TASK BRIEF =
Below are the records; copy each line in which "Result" can be found.

################

// src/db/user_repo.rs

use crate::{
    common::error::AppError,
    db::{
        store::{CollectionPath, DocPath, Patch, Query},
        SharedStore,
    },
    models::auth::{Role, UserProfile},
};

const USERS: &str = "users";

// O repositório de perfis, responsável pelos documentos `users/{uid}`
#[derive(Clone)]
pub struct UserRepository {
    store: SharedStore,
}

impl UserRepository {
    pub fn new(store: SharedStore) -> Self {
        Self { store }
    }

    fn path(uid: &str) -> DocPath {
        CollectionPath::root(USERS).doc(uid)
    }

    pub async fn find(&self, uid: &str) -> Result<Option<UserProfile>, AppError> {
        match self.store.get(&Self::path(uid)).await? {
            Some(doc) => Ok(Some(doc.decode()?)),
            None => Ok(None),
        }
    }

    pub async fn create(&self, uid: &str, email: &str, name: &str, role: Role) -> Result<(), AppError> {
        let patch = Patch::new()
            .set("email", email)
            .set("name", name)
            .set("role", role.as_str())
            .server_timestamp("createdAt");

        self.store
            .set(&Self::path(uid), patch)
            .await
            .map_err(AppError::RemoteWrite)
    }

    pub async fn set_role(&self, uid: &str, role: Role) -> Result<(), AppError> {
        let patch = Patch::new()
            .set("role", role.as_str())
            .server_timestamp("updatedAt");

        self.store
            .update(&Self::path(uid), patch)
            .await
            .map_err(AppError::RemoteWrite)
    }

    pub async fn list(&self) -> Result<Vec<UserProfile>, AppError> {
        let docs = self.store.query(&Query::collection(CollectionPath::root(USERS))).await?;
        let mut profiles = Vec::with_capacity(docs.len());
        for doc in docs {
            profiles.push(doc.decode()?);
        }
        Ok(profiles)
    }
}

################

SOLUTION FOR THIS TASK =
    pub async fn find(&self, uid: &str) -> Result<Option<UserProfile>, AppError> {
    pub async fn create(&self, uid: &str, email: &str, name: &str, role: Role) -> Result<(), AppError> {
    pub async fn set_role(&self, uid: &str, role: Role) -> Result<(), AppError> {
    pub async fn list(&self) -> Result<Vec<UserProfile>, AppError> {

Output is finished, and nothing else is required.